The speculative building, dubbed Net Zero Cou2t, is located on a potentially developable site in midtown St. Louis’s emerging biotech corridor, near Saint Louis University and the Barnes-Jewish Hospital at Washington University Medical Center. The team chose the site for its four-season weather, 81 percent coal fuel profile and cheapest electricity rates in the country, reasoning that if it could design an affordable carbon neutral building in such a harsh environment, it could replicate replicate its process in any location.
The team says that Net Zero Cou2t reduces carbon emissions by 76 percent with “only minor” additional first costs compared to a conventional office building. On-site renewable energy systems such as a 51,800 square foot rooftop and wall-mounted photovoltaic panels and 15,000 square feet of solar thermal tubes provide the remaining clean energy required to reach zero carbon emissions.
Buildings are responsible for 39 percent of the carbon emissions in the United States.

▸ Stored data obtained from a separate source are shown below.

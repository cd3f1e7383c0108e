//! Block reference resolution.
//!
//! A `((uid))` reference is replaced by the referenced block's own content,
//! lexed the same way as any block. Nested references are expanded up to
//! `max_ref_depth` levels; cycles and failures degrade to the literal
//! `((uid))` notation for that one reference.

use blockcard_core::{ExtractionConfig, Segment, SegmentKind};
use blockcard_parser::parse_block;
use futures::future::{BoxFuture, FutureExt, join_all};

use crate::source::BlockSource;

/// Outcome of looking up one reference.
enum Resolution {
    Resolved(Vec<Segment>),
    Unresolved,
}

/// Resolves block references against a [`BlockSource`].
pub struct RefResolver<'a, S: BlockSource + ?Sized> {
    source: &'a S,
    max_depth: usize,
    enabled: bool,
}

impl<'a, S: BlockSource + ?Sized> RefResolver<'a, S> {
    pub fn new(source: &'a S, max_depth: usize) -> Self {
        Self {
            source,
            max_depth,
            enabled: true,
        }
    }

    /// Resolver honoring `max_ref_depth` and `resolve_block_refs`.
    pub fn from_config(source: &'a S, config: &ExtractionConfig) -> Self {
        Self {
            source,
            max_depth: config.max_ref_depth,
            enabled: config.resolve_block_refs,
        }
    }

    /// Content of the referenced block, or the literal `((uid))` segment
    /// when it cannot be fetched.
    pub async fn resolve(&self, uid: &str) -> Vec<Segment> {
        match self.lookup(uid.to_string(), 0, Vec::new()).await {
            Resolution::Resolved(content) => content,
            Resolution::Unresolved => vec![Segment::unresolved_ref(uid)],
        }
    }

    /// Replace every `blockRef` segment with its resolved form.
    ///
    /// References in one list are looked up concurrently. A disabled
    /// resolver returns the segments unchanged.
    pub async fn expand(&self, segments: Vec<Segment>) -> Vec<Segment> {
        if !self.enabled {
            return segments;
        }
        self.expand_at(segments, 0, Vec::new()).await
    }

    fn expand_at(
        &self,
        segments: Vec<Segment>,
        depth: usize,
        chain: Vec<String>,
    ) -> BoxFuture<'_, Vec<Segment>> {
        async move {
            if !segments.iter().any(|s| s.kind == SegmentKind::BlockRef) {
                return segments;
            }

            let lookups = segments.into_iter().map(|segment| {
                let chain = chain.clone();
                async move {
                    if segment.kind != SegmentKind::BlockRef {
                        return segment;
                    }
                    let uid = segment.value;
                    match self.lookup(uid.clone(), depth, chain).await {
                        Resolution::Resolved(content) => Segment::block_ref(uid, content),
                        Resolution::Unresolved => Segment::unresolved_ref(&uid),
                    }
                }
            });

            join_all(lookups).await
        }
        .boxed()
    }

    fn lookup(&self, uid: String, depth: usize, mut chain: Vec<String>) -> BoxFuture<'_, Resolution> {
        async move {
            if depth >= self.max_depth {
                log::debug!("Block reference (({})) exceeds depth {}", uid, self.max_depth);
                return Resolution::Unresolved;
            }
            if chain.contains(&uid) {
                log::debug!("Block reference cycle through (({}))", uid);
                return Resolution::Unresolved;
            }

            let text = match self.source.fetch_block_text(&uid).await {
                Ok(Some(text)) => text,
                Ok(None) => {
                    log::debug!("Block reference (({})) not found", uid);
                    return Resolution::Unresolved;
                }
                Err(e) => {
                    log::warn!("Failed to fetch referenced block (({})): {}", uid, e);
                    return Resolution::Unresolved;
                }
            };

            chain.push(uid);
            let content = parse_block(&text);
            Resolution::Resolved(self.expand_at(content, depth + 1, chain).await)
        }
        .boxed()
    }
}

#[cfg(test)]
mod tests {
    use super::*;
    use crate::source::MemoryBlockSource;
    use async_trait::async_trait;
    use blockcard_core::{BlockNode, Error, Result};

    struct FailingSource;

    #[async_trait]
    impl BlockSource for FailingSource {
        async fn fetch_block_tree(&self, _uid: &str) -> Result<Option<BlockNode>> {
            Err(Error::source_unavailable("offline"))
        }

        async fn fetch_block_text(&self, _uid: &str) -> Result<Option<String>> {
            Err(Error::source_unavailable("offline"))
        }
    }

    fn source(blocks: &[(&str, &str)]) -> MemoryBlockSource {
        MemoryBlockSource::from_trees(blocks.iter().map(|(uid, text)| BlockNode::new(*uid, *text)))
    }

    #[tokio::test]
    async fn test_resolve_lexes_referenced_text() {
        let source = source(&[("abc123def", "a **bold** idea")]);
        let resolver = RefResolver::new(&source, 3);
        let content = resolver.resolve("abc123def").await;
        assert_eq!(
            content,
            vec![
                Segment::text("a "),
                Segment::new(SegmentKind::Bold, "bold"),
                Segment::text(" idea"),
            ]
        );
    }

    #[tokio::test]
    async fn test_unknown_ref_is_literal() {
        let source = MemoryBlockSource::new();
        let resolver = RefResolver::new(&source, 3);
        assert_eq!(
            resolver.resolve("abc123def").await,
            vec![Segment::text("((abc123def))")]
        );
    }

    #[tokio::test]
    async fn test_failing_source_is_literal() {
        let resolver = RefResolver::new(&FailingSource, 3);
        let expanded = resolver
            .expand(vec![
                Segment::text("see "),
                Segment::new(SegmentKind::BlockRef, "abc123def"),
            ])
            .await;
        assert_eq!(expanded[1], Segment::text("((abc123def))"));
        assert_eq!(expanded[0], Segment::text("see "));
    }

    #[tokio::test]
    async fn test_expand_nests_content() {
        let source = source(&[("outer0001", "outer ((inner0001))"), ("inner0001", "#deep")]);
        let resolver = RefResolver::new(&source, 3);
        let expanded = resolver
            .expand(vec![Segment::new(SegmentKind::BlockRef, "outer0001")])
            .await;

        let outer = &expanded[0];
        assert_eq!(outer.kind, SegmentKind::BlockRef);
        assert_eq!(outer.value, "outer0001");
        let inner = &outer.children[1];
        assert_eq!(inner.kind, SegmentKind::BlockRef);
        assert_eq!(inner.children, vec![Segment::new(SegmentKind::Tag, "#deep")]);
    }

    #[tokio::test]
    async fn test_empty_referenced_block_renders_nothing() {
        let source = source(&[("emptyref1", "")]);
        let resolver = RefResolver::new(&source, 3);
        let expanded = resolver
            .expand(vec![
                Segment::text("see "),
                Segment::new(SegmentKind::BlockRef, "emptyref1"),
            ])
            .await;

        assert!(expanded[1].resolved);
        assert!(expanded[1].children.is_empty());
        let text: String = expanded.iter().map(Segment::visible_text).collect();
        assert_eq!(text, "see ");
    }

    #[tokio::test]
    async fn test_depth_limit() {
        let source = source(&[("level0001", "((level0002))"), ("level0002", "bottom")]);
        let resolver = RefResolver::new(&source, 1);
        let expanded = resolver
            .expand(vec![Segment::new(SegmentKind::BlockRef, "level0001")])
            .await;
        assert_eq!(expanded[0].children, vec![Segment::text("((level0002))")]);
    }

    #[tokio::test]
    async fn test_cycle_is_cut() {
        let source = source(&[("aaaaaaaaa", "A ((bbbbbbbbb))"), ("bbbbbbbbb", "B ((aaaaaaaaa))")]);
        let resolver = RefResolver::new(&source, 10);
        let content = resolver.resolve("aaaaaaaaa").await;

        let b = &content[1];
        assert_eq!(b.value, "bbbbbbbbb");
        assert_eq!(b.children[1], Segment::text("((aaaaaaaaa))"));
    }

    #[tokio::test]
    async fn test_referenced_code_block_is_not_lexed() {
        let source = source(&[("code00001", "```sh\necho **x**\n```")]);
        let resolver = RefResolver::new(&source, 3);
        let content = resolver.resolve("code00001").await;
        assert_eq!(content, vec![Segment::code_block("sh", "echo **x**")]);
    }

    #[tokio::test]
    async fn test_disabled_resolver_passes_through() {
        let source = source(&[("abc123def", "text")]);
        let config = ExtractionConfig::builder()
            .resolve_block_refs(false)
            .build()
            .unwrap();
        let resolver = RefResolver::from_config(&source, &config);
        let segments = vec![Segment::new(SegmentKind::BlockRef, "abc123def")];
        assert_eq!(resolver.expand(segments.clone()).await, segments);
    }

    #[tokio::test]
    async fn test_zero_depth_never_fetches() {
        let source = source(&[("abc123def", "text")]);
        let resolver = RefResolver::new(&source, 0);
        assert_eq!(resolver.resolve("abc123def").await, vec![Segment::text("((abc123def))")]);
    }
}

The 170,734 square foot building consists of two four-story, 300-foot long office structures oriented East-West and joined by two 60-foot links that enclose a 60-foot wide landscaped courtyard. The North and South facades feature daylight glazing with insulated opaque areas to leverage natural light and the East and West facades are largely solid, blocking glare at low sun angles, the team says.
The building’s solar thermal and photovoltaic system is projected to produce energy cost savings of $184,567 a year, leaving an annual energy cost of $2,418 at current utility rates. The building will be illuminated without electricity during daylight hours.
Payback for the investment required to reach carbon neutrality compared to a LEED-certified baseline building is projected at 12 years if the rise in fuel costs outpaced general inflation by four percent a year. The payback in many other parts of the country where electricity is more expensive is projected at less than 10 years.